Fell-Carlson said that as programs and services have moved online, they have left many people behind. Many seniors who need these services lack Internet access or are not comfortable using computers.
In addition, the programs themselves are often unreasonably difficult to access, or in the case of insurance, sometimes seem designed to confuse people. She recalled helping Steele sign up for an insurance benefit only to be told his account had been deactivated. It took hours and multiple phone calls to fix the problem.
“I cannot imagine how the average senior citizen can navigate our health care system,” Fell-Carlson said. “There are a lot of people out there that just don’t have the computer skills.”
She also believes that the health care system can lose patience with older clients. This opinion is based on personal experience.
Now retired, Fell-Carlson, 66, spent her entire career working in all aspects of the system. She started out as a nurse in a small rural hospital, worked at a psychiatric hospital for the Veterans Administration, served with the Department of Defense as an occupational health nurse manager for the South Dakota National Guard, led an employee health program for Samaritan Lebanon Community Hospital, and ended her career working with SAIF Corp. leading a program on employee health.
She earned her bachelor’s degree from South Dakota State University and has a master’s degree in public health from Oregon State University.
This experience makes her a great advocate for people such as Steele. He had previously sought help for his leg issues, but didn’t get the assistance he needed.
“I had been to the doctor, and all they could say was keep your feet up,” Steele said.
Fell-Carlson was able to help Steele get the proper help by attending appointments with him. She remembered what a doctor told her during one of those visits.
“He said, ‘If you look through his chart, the way they’ve charted on him, he looks like a bum. But he’s not a bum at all,’” Fell-Carlson recalled. “There’s that piece of how the medical system stereotypes people. He feels he was put on a shelf.”

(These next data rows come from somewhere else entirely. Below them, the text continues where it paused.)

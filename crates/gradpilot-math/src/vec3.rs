//! Three-component vectors over any [`Scalar`].

use std::ops::{Add, Neg, Sub};

use gradpilot_diff::Scalar;

use crate::Vec3;

/// A 3-vector whose components may be tape variables.
#[derive(Debug, Clone, Copy)]
pub struct V3<S> {
    pub x: S,
    pub y: S,
    pub z: S,
}

impl<S: Scalar> V3<S> {
    pub fn new(x: S, y: S, z: S) -> Self {
        Self { x, y, z }
    }

    /// Read three consecutive components starting at `offset`.
    pub fn from_slice(s: &[S], offset: usize) -> Self {
        Self::new(s[offset], s[offset + 1], s[offset + 2])
    }

    /// Lift a constant `f64` vector next to `like`.
    pub fn constant(like: S, v: &Vec3) -> Self {
        Self::new(
            like.constant_like(v.x),
            like.constant_like(v.y),
            like.constant_like(v.z),
        )
    }

    pub fn to_array(self) -> [S; 3] {
        [self.x, self.y, self.z]
    }

    /// Multiply by a scalar of the same kind.
    pub fn scale(self, s: S) -> Self {
        Self::new(self.x * s, self.y * s, self.z * s)
    }

    /// Multiply by an `f64` constant.
    pub fn scale_f(self, c: f64) -> Self {
        Self::new(self.x * c, self.y * c, self.z * c)
    }

    /// Component-wise product with a constant vector.
    pub fn mul_elem(self, c: &Vec3) -> Self {
        Self::new(self.x * c.x, self.y * c.y, self.z * c.z)
    }

    pub fn dot(self, other: Self) -> S {
        self.x * other.x + self.y * other.y + self.z * other.z
    }

    pub fn cross(self, other: Self) -> Self {
        Self::new(
            self.y * other.z - self.z * other.y,
            self.z * other.x - self.x * other.z,
            self.x * other.y - self.y * other.x,
        )
    }

    pub fn norm_sq(self) -> S {
        self.dot(self)
    }

    /// Primal values as an nalgebra vector.
    pub fn value(self) -> Vec3 {
        Vec3::new(self.x.value(), self.y.value(), self.z.value())
    }
}

impl<S: Scalar> Add for V3<S> {
    type Output = Self;
    fn add(self, rhs: Self) -> Self {
        Self::new(self.x + rhs.x, self.y + rhs.y, self.z + rhs.z)
    }
}

impl<S: Scalar> Sub for V3<S> {
    type Output = Self;
    fn sub(self, rhs: Self) -> Self {
        Self::new(self.x - rhs.x, self.y - rhs.y, self.z - rhs.z)
    }
}

impl<S: Scalar> Neg for V3<S> {
    type Output = Self;
    fn neg(self) -> Self {
        Self::new(-self.x, -self.y, -self.z)
    }
}

impl From<Vec3> for V3<f64> {
    fn from(v: Vec3) -> Self {
        Self::new(v.x, v.y, v.z)
    }
}

#[cfg(test)]
mod tests {
    use super::*;
    use gradpilot_diff::tape_gradient;

    #[test]
    fn test_cross_matches_nalgebra() {
        let a = Vec3::new(1.0, 2.0, 3.0);
        let b = Vec3::new(-0.5, 0.25, 4.0);
        let c = V3::from(a).cross(V3::from(b));
        assert!((c.value() - a.cross(&b)).norm() < 1e-14);
    }

    #[test]
    fn test_norm_sq_gradient() {
        let (value, grad) = tape_gradient(|_, v| V3::from_slice(v, 0).norm_sq(), &[1.0, -2.0, 0.5]);
        assert_eq!(value, 5.25);
        assert_eq!(grad, vec![2.0, -4.0, 1.0]);
    }
}
//! Jacobians of a single dynamics step.
//!
//! For `x' = f(x, u)`:
//! - `dx_dx`: ∂x'/∂x
//! - `dx_du`: ∂x'/∂u

use gradpilot_diff::{DMat, Tape, central_jacobian};

use crate::dynamics::Dynamics;
use crate::error::Result;

#[derive(Debug, Clone)]
pub struct StepJacobians {
    pub dx_dx: DMat,
    pub dx_du: DMat,
}

/// Exact step Jacobians from one taped step and one backward sweep per output.
pub fn tape_jacobians<D: Dynamics>(
    model: &D,
    state: &[f64],
    control: &[f64],
    dt: f64,
) -> Result<StepJacobians> {
    model.check_dims(state.len(), control.len())?;
    let n = state.len();
    let m = control.len();

    let tape = Tape::with_capacity(64 * (n + m));
    let x = tape.vars(state);
    let u = tape.vars(control);
    let next = model.step(&x, &u, dt)?;

    let mut dx_dx = DMat::zeros(n, n);
    let mut dx_du = DMat::zeros(n, m);
    for (i, out) in next.iter().enumerate() {
        let grads = tape.gradient(*out);
        for (j, xj) in x.iter().enumerate() {
            dx_dx[(i, j)] = grads.wrt(*xj);
        }
        for (j, uj) in u.iter().enumerate() {
            dx_du[(i, j)] = grads.wrt(*uj);
        }
    }

    Ok(StepJacobians { dx_dx, dx_du })
}

/// Step Jacobians via central finite differences over `(x, u)`.
pub fn finite_diff_jacobians<D: Dynamics>(
    model: &D,
    state: &[f64],
    control: &[f64],
    dt: f64,
    eps: f64,
) -> Result<StepJacobians> {
    model.check_dims(state.len(), control.len())?;
    let n = state.len();
    let m = control.len();

    let mut xu = state.to_vec();
    xu.extend_from_slice(control);
    let jac = central_jacobian(|z| model.advance(&z[..n], &z[n..], dt), &xu, eps);

    Ok(StepJacobians {
        dx_dx: jac.columns(0, n).into_owned(),
        dx_du: jac.columns(n, m).into_owned(),
    })
}

#[cfg(test)]
mod tests {
    use super::*;
    use crate::dynamics::tests::Pendulum;

    #[test]
    fn test_tape_matches_finite_difference() {
        let p = Pendulum::new();
        let state = [0.4, -0.3];
        let control = [0.7];
        let exact = tape_jacobians(&p, &state, &control, 0.02).unwrap();
        let approx = finite_diff_jacobians(&p, &state, &control, 0.02, 1e-6).unwrap();

        assert!((&exact.dx_dx - &approx.dx_dx).abs().max() < 1e-8);
        assert!((&exact.dx_du - &approx.dx_du).abs().max() < 1e-8);
    }

    #[test]
    fn test_known_control_jacobian() {
        let p = Pendulum::new();
        let dt = 0.01;
        let j = tape_jacobians(&p, &[0.0, 0.0], &[0.0], dt).unwrap();
        // ω' = ω + u·dt, θ' = θ + ω'·dt.
        assert!((j.dx_du[(1, 0)] - dt).abs() < 1e-15);
        assert!((j.dx_du[(0, 0)] - dt * dt).abs() < 1e-15);
    }

    #[test]
    fn test_dimension_error() {
        let p = Pendulum::new();
        assert!(tape_jacobians(&p, &[0.0], &[0.0], 0.01).is_err());
    }
}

Looking back, Steele can’t believe how low he sank. He is proud of his years as a local businessman and the relationships he and his wife built in Lebanon.

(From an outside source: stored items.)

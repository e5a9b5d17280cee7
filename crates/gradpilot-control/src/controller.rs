//! The controller contract and the policy wrapper around it.

use std::ops::Range;

use gradpilot_diff::Scalar;
use gradpilot_model::{Bounds, Dynamics};
use rand::Rng;
use serde::{Deserialize, Serialize};

use crate::error::{ControlError, Result};
use crate::linear::LinearController;
use crate::mlp::{Activation, MlpController};
use crate::normalizer::Normalizer;
use crate::params::ParamStore;
use crate::saturation::SaturationPolicy;

/// A trainable architecture: raw outputs from a flat parameter vector.
pub trait Controller: Send + Sync {
    fn input_dim(&self) -> usize;
    fn output_dim(&self) -> usize;

    /// Zero-filled store with this architecture's tensor names and shapes.
    fn template(&self) -> &ParamStore;

    /// Freshly initialized parameters.
    fn initialize<R: Rng + ?Sized>(&self, rng: &mut R) -> Result<ParamStore>;

    /// Flat-vector location of the output layer's bias.
    fn output_bias(&self) -> Range<usize>;

    /// Raw (unsaturated) outputs. `params` is in [`ParamStore::to_flat`] order.
    fn forward<S: Scalar>(&self, params: &[S], input: &[S]) -> Vec<S>;
}

/// Architecture selection, as stored in configs and checkpoints.
#[derive(Debug, Clone, PartialEq, Serialize, Deserialize)]
#[serde(tag = "kind", rename_all = "snake_case")]
pub enum Architecture {
    Linear,
    Mlp {
        hidden: Vec<usize>,
        #[serde(default)]
        activation: Activation,
    },
}

impl Default for Architecture {
    fn default() -> Self {
        Self::Mlp {
            hidden: vec![32, 32],
            activation: Activation::Tanh,
        }
    }
}

#[derive(Debug, Clone, PartialEq, Serialize, Deserialize)]
#[serde(default)]
pub struct ControllerConfig {
    pub architecture: Architecture,
    pub saturation: SaturationPolicy,
    /// Number of reference states the controller reads. Shorter windows are
    /// padded by repeating their last state.
    pub max_window: usize,
    /// Fit an input normalizer before training.
    pub normalize_inputs: bool,
    /// Floor on fitted standard deviations.
    pub min_std: f64,
}

impl Default for ControllerConfig {
    fn default() -> Self {
        Self {
            architecture: Architecture::default(),
            saturation: SaturationPolicy::Tanh,
            max_window: 5,
            normalize_inputs: true,
            min_std: 0.1,
        }
    }
}

/// Enum dispatch over the available architectures.
#[derive(Debug, Clone)]
pub enum Network {
    Linear(LinearController),
    Mlp(MlpController),
}

impl Network {
    pub fn build(architecture: &Architecture, input_dim: usize, output_dim: usize) -> Result<Self> {
        Ok(match architecture {
            Architecture::Linear => Self::Linear(LinearController::new(input_dim, output_dim)?),
            Architecture::Mlp { hidden, activation } => {
                Self::Mlp(MlpController::new(input_dim, hidden, output_dim, *activation)?)
            }
        })
    }
}

impl Controller for Network {
    fn input_dim(&self) -> usize {
        match self {
            Self::Linear(c) => c.input_dim(),
            Self::Mlp(c) => c.input_dim(),
        }
    }

    fn output_dim(&self) -> usize {
        match self {
            Self::Linear(c) => c.output_dim(),
            Self::Mlp(c) => c.output_dim(),
        }
    }

    fn template(&self) -> &ParamStore {
        match self {
            Self::Linear(c) => c.template(),
            Self::Mlp(c) => c.template(),
        }
    }

    fn initialize<R: Rng + ?Sized>(&self, rng: &mut R) -> Result<ParamStore> {
        match self {
            Self::Linear(c) => c.initialize(rng),
            Self::Mlp(c) => c.initialize(rng),
        }
    }

    fn output_bias(&self) -> Range<usize> {
        match self {
            Self::Linear(c) => c.output_bias(),
            Self::Mlp(c) => c.output_bias(),
        }
    }

    fn forward<S: Scalar>(&self, params: &[S], input: &[S]) -> Vec<S> {
        match self {
            Self::Linear(c) => c.forward(params, input),
            Self::Mlp(c) => c.forward(params, input),
        }
    }
}

/// `act(state, reference_window) -> control` for one vehicle.
///
/// Input features are the state followed by `state - reference` for each of
/// `max_window` window slots, standardized by the normalizer. Outputs go
/// through the saturation policy for each control channel.
#[derive(Debug, Clone)]
pub struct Policy {
    config: ControllerConfig,
    network: Network,
    normalizer: Normalizer,
    bounds: Vec<Bounds>,
    nominal: Vec<f64>,
    state_dim: usize,
    vehicle: String,
}

impl Policy {
    pub fn new<D: Dynamics>(config: ControllerConfig, dynamics: &D) -> Result<Self> {
        if config.max_window == 0 {
            return Err(ControlError::InvalidConfig("max_window must be at least 1".into()));
        }
        if !(config.min_std > 0.0) {
            return Err(ControlError::InvalidConfig(format!(
                "min_std must be positive, got {}",
                config.min_std
            )));
        }
        let state_dim = dynamics.state_dim();
        let input_dim = state_dim * (1 + config.max_window);
        let network = Network::build(&config.architecture, input_dim, dynamics.control_dim())?;
        Ok(Self {
            normalizer: Normalizer::identity(input_dim),
            network,
            bounds: dynamics.control_bounds().to_vec(),
            nominal: dynamics.nominal_control(),
            state_dim,
            vehicle: dynamics.name().to_string(),
            config,
        })
    }

    pub fn config(&self) -> &ControllerConfig {
        &self.config
    }

    pub fn network(&self) -> &Network {
        &self.network
    }

    pub fn normalizer(&self) -> &Normalizer {
        &self.normalizer
    }

    pub fn set_normalizer(&mut self, normalizer: Normalizer) -> Result<()> {
        if normalizer.dim() != self.input_dim() || normalizer.std.len() != normalizer.dim() {
            return Err(ControlError::DimensionMismatch {
                what: "normalizer",
                expected: self.input_dim(),
                got: normalizer.dim(),
            });
        }
        self.normalizer = normalizer;
        Ok(())
    }

    pub fn bounds(&self) -> &[Bounds] {
        &self.bounds
    }

    pub fn vehicle(&self) -> &str {
        &self.vehicle
    }

    pub fn state_dim(&self) -> usize {
        self.state_dim
    }

    pub fn control_dim(&self) -> usize {
        self.bounds.len()
    }

    pub fn input_dim(&self) -> usize {
        self.network.input_dim()
    }

    pub fn max_window(&self) -> usize {
        self.config.max_window
    }

    /// Initialize parameters so that an untrained policy outputs roughly the
    /// vehicle's nominal control.
    pub fn initialize<R: Rng + ?Sized>(&self, rng: &mut R) -> Result<ParamStore> {
        let mut store = self.network.initialize(rng)?;
        let mut flat = store.to_flat();
        let bias = self.network.output_bias();
        for ((slot, u), b) in flat[bias].iter_mut().zip(&self.nominal).zip(&self.bounds) {
            *slot = self.config.saturation.inverse(*u, b);
        }
        store.set_flat(&flat)?;
        Ok(store)
    }

    /// Unnormalized features: the state, then `state - r_k` per window slot.
    pub fn features<S: Scalar>(&self, state: &[S], window: &[Vec<f64>]) -> Vec<S> {
        debug_assert!(!window.is_empty());
        let mut x = Vec::with_capacity(self.input_dim());
        x.extend_from_slice(state);
        let last = window.len() - 1;
        for k in 0..self.config.max_window {
            let reference = &window[k.min(last)];
            x.extend(state.iter().zip(reference).map(|(&s, &r)| s - r));
        }
        x
    }

    /// Differentiable control for `state` under the flat parameters `params`.
    pub fn act_with<S: Scalar>(&self, params: &[S], state: &[S], window: &[Vec<f64>]) -> Vec<S> {
        let features = self.features(state, window);
        let input = if self.normalizer.is_identity() {
            features
        } else {
            self.normalizer.apply(&features)
        };
        self.network
            .forward(params, &input)
            .into_iter()
            .zip(&self.bounds)
            .map(|(raw, b)| self.config.saturation.apply(raw, b))
            .collect()
    }

    /// Checked plain-value control.
    pub fn act(&self, params: &ParamStore, state: &[f64], window: &[Vec<f64>]) -> Result<Vec<f64>> {
        self.check_params(params)?;
        self.check_inputs(state, window)?;
        Ok(self.act_with(&params.to_flat(), state, window))
    }

    pub fn check_inputs(&self, state: &[f64], window: &[Vec<f64>]) -> Result<()> {
        if state.len() != self.state_dim {
            return Err(ControlError::DimensionMismatch {
                what: "state",
                expected: self.state_dim,
                got: state.len(),
            });
        }
        if window.is_empty() {
            return Err(ControlError::InvalidConfig("empty reference window".into()));
        }
        if let Some(r) = window.iter().find(|r| r.len() != self.state_dim) {
            return Err(ControlError::DimensionMismatch {
                what: "reference state",
                expected: self.state_dim,
                got: r.len(),
            });
        }
        Ok(())
    }

    /// Parameters must have exactly this architecture's names and shapes.
    pub fn check_params(&self, params: &ParamStore) -> Result<()> {
        params.validate()?;
        if !params.same_layout(self.network.template()) {
            return Err(ControlError::ArchitectureMismatch(format!(
                "parameters [{}] do not match the {:?} architecture",
                params.names().collect::<Vec<_>>().join(", "),
                self.config.architecture
            )));
        }
        Ok(())
    }
}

“I know a lot of people around town,” he said.
For Fell-Carlson, it is a reminder that any of us might find ourselves in a place where we need help.
“I think that just goes to show … it can happen to anyone,” she said.
Fell-Carlson wants to train other nurses to provide this same kind of assistance in their congregations. There used to be a thriving community of faith community nurses in the mid-valley, but it withered about 20 years ago. She is trying to bring it back.
After retiring, she took the basic course in faith community nursing in 2017. Over the next two years, she took more courses and is now certified as an instructor. She teaches a course in faith community nursing through the Linn-Benton Community College extended learning program.
Sixteen students took the last class, which ended in November. Eight of the students were from the mid-valley, seven were from the Pacific Northwest and one took part in the Zoom class from North Carolina. LBCC is the only institution in Oregon which offers the course, Fell-Carlson said, adding that faith community nursing is recognized by the American Nurses Association as a practice specialty.
These nurses can:
- Offer blood pressure screening.
- Run health promotion campaigns.
- Oversee transitional care as patients return home following a hospitalization.
- Attend appointments.
- Connect people with community support.
“The research has shown time and time again that men especially tend not to use health care as readily as women do, but they will talk to a nurse. And they will especially talk to a nurse that they have known and trust,” Fell-Carlson said. “The nurse is trusted and the nurse is accessible. You can ask a simple question.”
That assistance is exactly what Steele needed.
“It’s a miracle,” Steele said, describing Fell-Carlson as “concerned, caring, seriously caring. Stepping in and actually doing something about it and not just talk. If there’s a problem, she’s right there to take care of it.”